I am working on a new sliding cutoff sled for my table saw. I have a piece of 3/4" melamine I was thinking of using for the base. There would be a 2" high by 1.5" thick maple strip along the back to hold the Kreg track and stop.

I have heard that MDF is extremely flat. How about melamine?

How will melemine hold up in an un-air conditioned shop in August with close to 100% humidity and 100 degree temperatures?


----------



## Loren (May 30, 2008)

Melamine is pretty darn stable. I'd check it by eye for
flatness - if it looks flat enough it probably is flat enough
for a cut off box. It can warp if stored badly.

I'd edgeband it.


----------



## teejk (Jan 19, 2011)

DON'T get it wet and you'll be fine…my old Delta Unifence extension is made of it and I made my outfeed tables from an old computer desk made of it. And IKEA has made $$$millions from it (or I guess Swedish Kroners). Your rear fence will help keep it stable.

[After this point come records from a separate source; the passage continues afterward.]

//! Container creation from translated pod containers.
//!
//! This module feeds the translators' output into `Bollard`
//! container-create payloads: `NAME=VALUE` env lines, bind strings, the
//! container's privileged flag, and the pod's host user namespace decision.

use std::future::Future;
use std::pin::Pin;

use bollard::Docker;
use bollard::models::{ContainerCreateBody, ContainerCreateResponse, HostConfig};
use bollard::query_parameters::{CreateContainerOptions, CreateContainerOptionsBuilder};

use super::EngineConnector;
use crate::error::{ConfigError, ContainerError, PodshimError};
use crate::pod::{Container, Pod};
use crate::translate::{
    Advisory, BindingString, HostUserNamespacePolicy, Translated, to_binding_strings,
    to_flat_strings,
};

/// `HostConfig.userns_mode` value that selects the host user namespace.
pub const USERNS_MODE_HOST: &str = "host";

/// Boxed future type returned by [`ContainerCreator`] implementors.
pub type CreateContainerFuture<'a> = Pin<
    Box<dyn Future<Output = Result<ContainerCreateResponse, bollard::errors::Error>> + Send + 'a>,
>;

/// Behaviour required to create a container via a backing engine client.
///
/// This abstraction exists to keep container-creation logic testable without a
/// running daemon.
pub trait ContainerCreator {
    /// Create a container from `Bollard` options and body payload.
    fn create_container(
        &self,
        options: Option<CreateContainerOptions>,
        config: ContainerCreateBody,
    ) -> CreateContainerFuture<'_>;
}

impl ContainerCreator for Docker {
    fn create_container(
        &self,
        options: Option<CreateContainerOptions>,
        config: ContainerCreateBody,
    ) -> CreateContainerFuture<'_> {
        Box::pin(async move { Self::create_container(self, options, config).await })
    }
}

/// Outcome of creating one pod container.
#[derive(Debug, Clone, PartialEq, Eq)]
pub struct CreatedContainer {
    /// Engine-assigned container ID.
    pub id: String,

    /// Engine-facing container name.
    pub name: String,

    /// Translation advisories raised while building the payload.
    pub advisories: Vec<Advisory>,

    /// Warnings returned by the engine.
    pub warnings: Vec<String>,
}

/// Build the create payload for one container of a pod.
///
/// Empty env and mount lists are left unset rather than sent as empty arrays.
///
/// # Errors
///
/// Returns `ConfigError::MissingRequired` when the container has no image or
/// the image is whitespace only.
pub fn build_container_body(
    pod: &Pod,
    container: &Container,
    policy: HostUserNamespacePolicy,
) -> Result<Translated<ContainerCreateBody>, PodshimError> {
    let image = validate_image(container.image.as_deref())?;
    let binds = to_binding_strings(&container.mounts);
    let env = to_flat_strings(&container.env);
    let host_userns = policy.evaluate(&pod.spec);

    Ok(binds.map(|bind_strings| ContainerCreateBody {
        image: Some(String::from(image)),
        cmd: container.command.clone(),
        env: (!env.is_empty()).then_some(env),
        host_config: Some(build_host_config(
            bind_strings,
            container.is_privileged(),
            host_userns,
        )),
        ..ContainerCreateBody::default()
    }))
}

impl EngineConnector {
    /// Create one pod container through a client abstraction (async version).
    ///
    /// # Errors
    ///
    /// Returns `ConfigError::MissingRequired` when the container image is
    /// missing or empty; the engine is not called in that case.
    ///
    /// Returns `ContainerError::CreateFailed` when the engine rejects the
    /// create request.
    pub async fn create_pod_container_async<C: ContainerCreator>(
        creator: &C,
        pod: &Pod,
        container: &Container,
        policy: HostUserNamespacePolicy,
    ) -> Result<CreatedContainer, PodshimError> {
        let name = pod.container_name(container);
        let translated = build_container_body(pod, container, policy)?;
        let options = CreateContainerOptionsBuilder::new().name(&name).build();

        tracing::debug!(
            container = %name,
            binds = ?translated.value.host_config.as_ref().and_then(|hc| hc.binds.as_ref()),
            "creating container"
        );

        let response = creator
            .create_container(Some(options), translated.value)
            .await
            .map_err(|error| {
                PodshimError::from(ContainerError::CreateFailed {
                    container: name.clone(),
                    message: error.to_string(),
                })
            })?;

        tracing::info!(container = %name, id = %response.id, "container created");

        Ok(CreatedContainer {
            id: response.id,
            name,
            advisories: translated.advisories,
            warnings: response.warnings,
        })
    }

    /// Create one pod container, blocking on the supplied runtime handle.
    ///
    /// # Errors
    ///
    /// Same as [`Self::create_pod_container_async`].
    pub fn create_pod_container<C: ContainerCreator>(
        runtime: &tokio::runtime::Handle,
        creator: &C,
        pod: &Pod,
        container: &Container,
        policy: HostUserNamespacePolicy,
    ) -> Result<CreatedContainer, PodshimError> {
        runtime.block_on(Self::create_pod_container_async(
            creator, pod, container, policy,
        ))
    }
}

fn validate_image(image: Option<&str>) -> Result<&str, PodshimError> {
    image
        .map(str::trim)
        .filter(|value| !value.is_empty())
        .ok_or_else(|| {
            PodshimError::from(ConfigError::MissingRequired {
                field: String::from("image"),
            })
        })
}

fn build_host_config(binds: Vec<BindingString>, privileged: bool, host_userns: bool) -> HostConfig {
    HostConfig {
        binds: (!binds.is_empty()).then(|| binds.into_iter().map(String::from).collect()),
        privileged: Some(privileged),
        userns_mode: host_userns.then(|| String::from(USERNS_MODE_HOST)),
        ..HostConfig::default()
    }
}
//! Pod specification value types.
//!
//! These are the inputs of the translation layer: the environment, mounts,
//! and security context a lifecycle orchestrator declares for each container.
//! They deserialise from Kubernetes-style camelCase manifests.
//!
//! # Example Manifest
//!
//! ```json
//! {
//!   "name": "web",
//!   "namespace": "default",
//!   "spec": {
//!     "containers": [{
//!       "name": "nginx",
//!       "image": "nginx:1.27",
//!       "env": [{"name": "PORT", "value": "8080"}],
//!       "mounts": [{
//!         "hostPath": "/srv/www",
//!         "containerPath": "/usr/share/nginx/html",
//!         "readOnly": true,
//!         "seLinuxRelabel": false,
//!         "propagation": "HostToContainer"
//!       }],
//!       "securityContext": {"privileged": false}
//!     }]
//!   }
//! }
//! ```

mod manifest;
mod types;

pub use manifest::{ManifestFormat, load_pod, parse_pod};
pub use types::{
    Container, DEFAULT_NAMESPACE, EnvVar, EnvVarSource, FieldSelector, KeySelector, Mount,
    MountPropagation, Pod, PodSpec, SecurityContext,
};
//! Runtime adapter and container engine plumbing.
//!
//! [`adapter`] is the seam the owning agent talks to: sources readiness, the
//! capability query from a container manager to its runtime, and the command
//! runner. The connection module resolves the engine socket and turns
//! translated pod containers into `bollard` create calls. The engine socket
//! is resolved through a priority-based fallback chain:
//!
//! 1. CLI argument (`--engine-socket`)
//! 2. Config file (`engine_socket` in TOML)
//! 3. `PODSHIM_ENGINE_SOCKET` environment variable
//! 4. `DOCKER_HOST`, `CONTAINER_HOST`, `PODMAN_HOST` environment variables
//! 5. Platform default (`/var/run/docker.sock` on Unix)

pub mod adapter;
mod connection;

pub use adapter::{
    ContainerCommandRunner, ContainerManager, ContainerRuntime, CreatePodContainerFuture,
    EngineContainerManager, KubeSourcesReady, SourcesReady, UnimplementedCommandRunner,
    new_container_runner, runtime_from_manager,
};
pub use connection::{
    ContainerCreator, CreateContainerFuture, CreatedContainer, EngineConnector, SocketResolver,
    USERNS_MODE_HOST, build_container_body,
};
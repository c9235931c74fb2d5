//! Configuration loading with layered precedence.
//!
//! This module provides functions to load configuration with the precedence order
//! (lowest to highest): application defaults, configuration file, environment
//! variables, command-line arguments.
//!
//! `MergeComposer` is driven by hand rather than through the derived `load()`
//! because the `Cli` struct owns subcommand dispatch and the `--config` flag,
//! and because environment values are validated eagerly here: an unknown
//! `PODSHIM_TRANSLATION_HOST_USERNS_POLICY` is an error, not a silent default.

use camino::Utf8PathBuf;
use cap_std::ambient_authority;
use cap_std::fs_utf8::Dir;
use clap::ValueEnum;
use ortho_config::discovery::ConfigDiscovery;
use ortho_config::serde_json::{self, Map, Value};
use ortho_config::{MergeComposer, toml};

use crate::config::{AppConfig, Cli};
use crate::error::{ConfigError, Result};
use crate::translate::HostUserNamespacePolicy;

// ============================================================================
// Environment Variable Specification Table
// ============================================================================

/// The type of value expected from an environment variable.
#[derive(Clone, Copy)]
enum EnvVarType {
    /// String value (always accepted).
    String,
    /// A [`HostUserNamespacePolicy`] name. Invalid values return an error.
    UsernsPolicy,
}

/// Specification for a single environment variable mapping.
struct EnvVarSpec {
    /// The environment variable name (e.g., `PODSHIM_ENGINE_SOCKET`).
    env_var: &'static str,
    /// The JSON path segments (e.g., `["translation", "host_userns_policy"]`).
    path: &'static [&'static str],
    /// The expected value type.
    var_type: EnvVarType,
}

/// Table of all environment variables and their JSON paths.
const ENV_VAR_SPECS: &[EnvVarSpec] = &[
    EnvVarSpec {
        env_var: "PODSHIM_ENGINE_SOCKET",
        path: &["engine_socket"],
        var_type: EnvVarType::String,
    },
    EnvVarSpec {
        env_var: "PODSHIM_TRANSLATION_HOST_USERNS_POLICY",
        path: &["translation", "host_userns_policy"],
        var_type: EnvVarType::UsernsPolicy,
    },
];

/// Returns the list of environment variable names recognised by the config loader.
///
/// Tests use this to clear every `PODSHIM_*` variable without keeping a
/// second hard-coded list in sync.
#[must_use]
pub fn env_var_names() -> Vec<&'static str> {
    ENV_VAR_SPECS.iter().map(|spec| spec.env_var).collect()
}

/// Load a configuration file and push it to the composer.
///
/// Uses `cap_std::fs_utf8` for capability-oriented filesystem access: the
/// parent directory is opened and the file is read from there.
fn load_config_file(path: &Utf8PathBuf, composer: &mut MergeComposer) -> Result<()> {
    let current_dir = Utf8PathBuf::from(".");
    let parent = path
        .parent()
        .filter(|dir| !dir.as_str().is_empty())
        .unwrap_or_else(|| current_dir.as_ref());
    let file_name = path.file_name().unwrap_or(path.as_str());

    let dir = Dir::open_ambient_dir(parent, ambient_authority()).map_err(|e| {
        ConfigError::ParseError {
            message: format!("failed to open directory {parent}: {e}"),
        }
    })?;

    let content = dir
        .read_to_string(file_name)
        .map_err(|e| ConfigError::ParseError {
            message: format!("failed to read {path}: {e}"),
        })?;

    let value =
        toml::from_str::<serde_json::Value>(&content).map_err(|e| ConfigError::ParseError {
            message: format!("failed to parse {path}: {e}"),
        })?;

    composer.push_file(value, Some(path.clone()));
    Ok(())
}

/// Load configuration with full layer precedence.
///
/// Sources, later overriding earlier:
/// 1. Application defaults defined in the struct
/// 2. Configuration file (`--config`, `PODSHIM_CONFIG_PATH`, or discovered)
/// 3. Environment variables prefixed with `PODSHIM_`
/// 4. Command-line arguments (from the provided `Cli`)
///
/// # Errors
///
/// Returns `ConfigError` if configuration loading fails due to:
/// - An explicit `--config` path that does not exist
/// - Malformed configuration files
/// - Invalid typed environment variable values
/// - Values that do not deserialise after merging
pub fn load_config(cli: &Cli) -> Result<AppConfig> {
    let mut composer = MergeComposer::new();

    // Layer 1: Defaults (serialised from AppConfig::default()).
    let defaults =
        serde_json::to_value(AppConfig::default()).map_err(|e| ConfigError::ParseError {
            message: format!("failed to serialise defaults: {e}"),
        })?;
    composer.push_defaults(defaults);

    // Layer 2: Configuration file. An explicit --config must exist; discovered
    // candidates are skipped when absent.
    if let Some(path) = cli.config.as_ref().filter(|p| !p.exists()) {
        return Err(ConfigError::FileNotFound {
            path: path.clone().into_std_path_buf(),
        }
        .into());
    }
    let config_path: Option<Utf8PathBuf> = cli.config.clone().or_else(|| {
        let discovery = ConfigDiscovery::builder("podshim")
            .env_var("PODSHIM_CONFIG_PATH")
            .config_file_name("config.toml")
            .dotfile_name(".podshim.toml")
            .build();
        discovery
            .candidates()
            .into_iter()
            .filter(|p| p.exists())
            .find_map(|p| Utf8PathBuf::try_from(p).ok())
    });

    if let Some(ref path) = config_path {
        tracing::debug!(%path, "loading configuration file");
        load_config_file(path, &mut composer)?;
    }

    // Layer 3: Environment variables.
    let env_values = collect_env_vars()?;
    if !env_values.is_null() {
        composer.push_environment(env_values);
    }

    // Layer 4: CLI overrides.
    let cli_overrides = build_cli_overrides(cli)?;
    if !cli_overrides.is_null() {
        composer.push_cli(cli_overrides);
    }

    let config =
        AppConfig::merge_from_layers(composer.layers()).map_err(ConfigError::OrthoConfig)?;

    Ok(config)
}

/// Collect `PODSHIM_*` environment variables into a JSON value.
///
/// # Errors
///
/// Returns `ConfigError::InvalidValue` if a typed environment variable has an
/// unparseable value.
fn collect_env_vars() -> Result<Value> {
    let mut root = Map::new();

    for spec in ENV_VAR_SPECS {
        let Ok(raw_value) = std::env::var(spec.env_var) else {
            continue;
        };

        let json_value = match spec.var_type {
            EnvVarType::String => Value::String(raw_value),
            EnvVarType::UsernsPolicy => {
                let policy = HostUserNamespacePolicy::from_str(&raw_value, true).map_err(|_| {
                    ConfigError::InvalidValue {
                        field: spec.env_var.to_owned(),
                        reason: format!(
                            "expected first-container or any-container, got '{raw_value}'"
                        ),
                    }
                })?;
                policy_value(policy)?
            }
        };

        insert_at_path(&mut root, spec.path, json_value);
    }

    if root.is_empty() {
        Ok(Value::Null)
    } else {
        Ok(Value::Object(root))
    }
}

/// Serialise a policy to the text form its `Deserialize` impl accepts.
fn policy_value(policy: HostUserNamespacePolicy) -> Result<Value> {
    serde_json::to_value(policy).map_err(|e| {
        ConfigError::ParseError {
            message: format!("failed to serialise host_userns_policy: {e}"),
        }
        .into()
    })
}

/// Insert a value at a nested path in a JSON map, creating intermediate
/// objects as needed.
fn insert_at_path(root: &mut Map<String, Value>, path: &[&str], value: Value) {
    let Some((&field, parents)) = path.split_last() else {
        return;
    };

    let mut current = root;
    for &segment in parents {
        let entry = current
            .entry(segment.to_owned())
            .or_insert_with(|| Value::Object(Map::new()));
        let Some(obj) = entry.as_object_mut() else {
            return;
        };
        current = obj;
    }

    current.insert(field.to_owned(), value);
}

/// Build a JSON value containing CLI overrides.
fn build_cli_overrides(cli: &Cli) -> Result<Value> {
    let mut overrides = Map::new();

    if let Some(ref socket) = cli.engine_socket {
        overrides.insert("engine_socket".to_owned(), Value::String(socket.clone()));
    }

    if let Some(policy) = cli.host_userns_policy {
        insert_at_path(
            &mut overrides,
            &["translation", "host_userns_policy"],
            policy_value(policy)?,
        );
    }

    if overrides.is_empty() {
        Ok(Value::Null)
    } else {
        Ok(Value::Object(overrides))
    }
}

I'm not familiar with the Kreg system. Guess I'll have to look it up. Absent that thing, 2" high is not enough IMHO. I'm going to make a new one with a 5" rear for stability and safety.


----------



## BillWhite (Jul 23, 2007)

Be sure to seal any exposed/raw edges. I would use shellac or varnish. Keeps any moisture ingress to a minimum.
Bill


----------